//! Auto-reconnecting SSE client.
//!
//! [`EventSource`] runs one background task per instance:
//!
//! ```text
//! EventSource::new(connector, subscriber)
//!   └─ tokio::spawn(driver) ──► loop {
//!        Connecting ── connect() ──► Open ── on_open() ── read events ── on_message()*
//!            ▲                                   │
//!            ├──────── stream ended ◄────────────┤  (immediate, silent)
//!            └── sleep(3s) ◄── on_error() ◄──────┘  (connect or read failure)
//!      }
//!   cancel (close/drop) at any await ──► Closed
//! ```
//!
//! The connection itself comes from a [`Connect`] implementation; the
//! optional [`HttpConnector`] (feature `http-client`) is one.

mod body;
mod connect;

#[cfg(feature = "http-client")]
mod config;
#[cfg(feature = "http-client")]
mod client;

use std::{fmt, time::Duration};

use futures_util::StreamExt;
use tokio::sync::watch;
use tokio_util::sync::CancellationToken;
use tracing::{debug, error, info, warn};

#[cfg(feature = "http-client")]
pub use self::{config::HttpSourceConfig, client::HttpConnector};
use self::body::SharedBody;
pub use self::connect::{ByteStream, CompletionMode, Connect};
use crate::{
    error::{SseError, SseResult},
    parse::EventStream,
    subscriber::{ChannelSubscriber, EventReceiver, Subscriber},
};

/// Fixed delay between a failed connect or read and the next attempt.
pub const RECONNECT_DELAY: Duration = Duration::from_millis(3000);

/// Externally observable lifecycle phase of an [`EventSource`].
#[derive(Clone, Copy, Debug, PartialEq, Eq)]
pub enum ReadyState {
    /// Connecting, or waiting to reconnect.
    Connecting,
    /// Reading events from an established connection.
    Open,
    /// Cancelled. Terminal.
    Closed,
}

impl ReadyState {
    /// Returns `true` if events are being read.
    pub fn is_open(&self) -> bool {
        matches!(self, Self::Open)
    }

    /// Returns `true` if the source has shut down for good.
    pub fn is_closed(&self) -> bool {
        matches!(self, Self::Closed)
    }
}

impl fmt::Display for ReadyState {
    fn fmt(&self, f: &mut fmt::Formatter<'_>) -> fmt::Result {
        match self {
            Self::Connecting => write!(f, "Connecting"),
            Self::Open => write!(f, "Open"),
            Self::Closed => write!(f, "Closed"),
        }
    }
}

/// An auto-reconnecting Server-Sent Events client.
///
/// Construction spawns the background task on the current Tokio runtime.
/// Dropping the source, or calling [`close`](Self::close), cancels it: the
/// open response is dropped before the call returns, and the task never
/// calls the subscriber again. Neither waits for the task to finish; use
/// [`closed`](Self::closed) for that.
///
/// ```rust,no_run
/// use hpx_sse::{EventSource, HttpConnector, HttpSourceConfig, SourceEvent};
///
/// # async fn example() -> Result<(), Box<dyn std::error::Error>> {
/// let connector = HttpConnector::new(HttpSourceConfig::new("https://example.com/events"))?;
/// let (source, mut events) = EventSource::channel(connector, 64);
///
/// while let Some(event) = events.recv().await {
///     match event {
///         SourceEvent::Open => println!("connected"),
///         SourceEvent::Message(event) => println!("{}: {}", event.event_type(), event.data()),
///         SourceEvent::Error(err) => eprintln!("stream failed: {err}"),
///     }
/// }
/// # drop(source);
/// # Ok(())
/// # }
/// ```
#[derive(Debug)]
pub struct EventSource {
    cancel: CancellationToken,
    state: watch::Receiver<ReadyState>,
    body: SharedBody,
}

impl EventSource {
    /// Start reading from `connector`, reporting to `subscriber`.
    ///
    /// # Panics
    ///
    /// Panics if called outside of a Tokio runtime.
    pub fn new<C, S>(connector: C, subscriber: S) -> Self
    where
        C: Connect,
        S: Subscriber,
    {
        let cancel = CancellationToken::new();
        let (state_tx, state_rx) = watch::channel(ReadyState::Connecting);
        let body = SharedBody::default();

        tokio::spawn(
            Driver {
                connector,
                subscriber,
                cancel: cancel.clone(),
                state: state_tx,
                body: body.clone(),
                connections: 0,
            }
            .run(),
        );

        Self {
            cancel,
            state: state_rx,
            body,
        }
    }

    /// Start reading from `connector`, forwarding every notification to the
    /// returned receiver.
    ///
    /// `capacity` bounds the channel, and with it how far the source may read
    /// ahead of the consumer.
    ///
    /// # Panics
    ///
    /// Panics if `capacity` is zero or if called outside of a Tokio runtime.
    pub fn channel<C: Connect>(connector: C, capacity: usize) -> (Self, EventReceiver) {
        let (subscriber, receiver) = ChannelSubscriber::new(capacity);
        (Self::new(connector, subscriber), receiver)
    }

    /// The current lifecycle phase.
    pub fn ready_state(&self) -> ReadyState {
        *self.state.borrow()
    }

    /// A receiver observing every lifecycle transition.
    pub fn state_changes(&self) -> watch::Receiver<ReadyState> {
        self.state.clone()
    }

    /// Cancel the source without dropping it.
    pub fn close(&self) {
        self.cancel.cancel();
        if self.body.release() {
            debug!("SSE response released");
        }
    }

    /// Returns `true` once the background task has observed cancellation.
    pub fn is_closed(&self) -> bool {
        self.ready_state().is_closed()
    }

    /// Wait until the background task has shut down.
    ///
    /// Resolves only after [`close`](Self::close) was called (or the runtime
    /// dropped the task).
    pub async fn closed(&self) {
        let mut state = self.state.clone();
        // An error means the task is gone, which is just as closed.
        let _ = state.wait_for(ReadyState::is_closed).await;
    }
}

impl Drop for EventSource {
    fn drop(&mut self) {
        self.close();
    }
}

// ---------------------------------------------------------------------------
// Internal: background driver
// ---------------------------------------------------------------------------

/// State owned by the background task of one [`EventSource`].
struct Driver<C, S> {
    connector: C,
    subscriber: S,
    cancel: CancellationToken,
    state: watch::Sender<ReadyState>,
    body: SharedBody,
    connections: u64,
}

impl<C: Connect, S: Subscriber> Driver<C, S> {
    async fn run(mut self) {
        let cancel = self.cancel.clone();

        loop {
            if cancel.is_cancelled() {
                break;
            }
            self.set_state(ReadyState::Connecting);

            let result = tokio::select! {
                biased;

                () = cancel.cancelled() => break,
                result = self.connect_and_read() => result,
            };

            self.body.release();

            match result {
                Ok(()) if cancel.is_cancelled() => break,
                Ok(()) => {
                    warn!(connection = self.connections, "SSE stream ended, reconnecting");
                }
                Err(err) if err.is_cancelled() || cancel.is_cancelled() => break,
                Err(err) => {
                    error!(connection = self.connections, error = %err, "SSE connection failed");
                    self.set_state(ReadyState::Connecting);

                    tokio::select! {
                        biased;

                        () = cancel.cancelled() => break,
                        () = self.subscriber.on_error(err) => {}
                    }

                    warn!(
                        delay_ms = RECONNECT_DELAY.as_millis() as u64,
                        "SSE reconnecting after delay"
                    );
                    tokio::select! {
                        biased;

                        () = cancel.cancelled() => break,
                        () = tokio::time::sleep(RECONNECT_DELAY) => {}
                    }
                }
            }
        }

        self.set_state(ReadyState::Closed);
        info!(connections = self.connections, "SSE event source closed");
    }

    /// One connect-and-read cycle. `Ok` means the server ended the stream.
    async fn connect_and_read(&mut self) -> SseResult<()> {
        self.connections += 1;
        info!(connection = self.connections, "SSE connecting");

        let body = self
            .connector
            .connect(CompletionMode::HeadersRead, self.cancel.clone())
            .await?;

        // Installed before the cancel check: a close racing this connect
        // either sees the body in the slot or has already cancelled.
        let mut events = EventStream::new(self.body.install(body));
        if self.cancel.is_cancelled() {
            return Err(SseError::Cancelled);
        }

        self.set_state(ReadyState::Open);
        info!(connection = self.connections, "SSE connection established");
        self.subscriber.on_open().await;

        while let Some(event) = events.next().await {
            let event = event?;
            // A released body ends the stream early; nothing more is delivered.
            if self.cancel.is_cancelled() {
                return Err(SseError::Cancelled);
            }
            debug!(
                event_type = %event.event_type,
                len = event.data.len(),
                "SSE event received"
            );
            self.subscriber.on_message(event).await;
        }

        Ok(())
    }

    fn set_state(&self, state: ReadyState) {
        let previous = self.state.send_replace(state);
        if previous != state {
            debug!(from = %previous, to = %state, "SSE ready state changed");
        }
    }
}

+-------+

Exercise goal:
Exactly repeat the lines above, from the opening line through the one with "The connection itself", and include nothing else.

Expected answer:
//! Auto-reconnecting SSE client.
//!
//! [`EventSource`] runs one background task per instance:
//!
//! ```text
//! EventSource::new(connector, subscriber)
//!   └─ tokio::spawn(driver) ──► loop {
//!        Connecting ── connect() ──► Open ── on_open() ── read events ── on_message()*
//!            ▲                                   │
//!            ├──────── stream ended ◄────────────┤  (immediate, silent)
//!            └── sleep(3s) ◄── on_error() ◄──────┘  (connect or read failure)
//!      }
//!   cancel (close/drop) at any await ──► Closed
//! ```
//!
//! The connection itself comes from a [`Connect`] implementation; the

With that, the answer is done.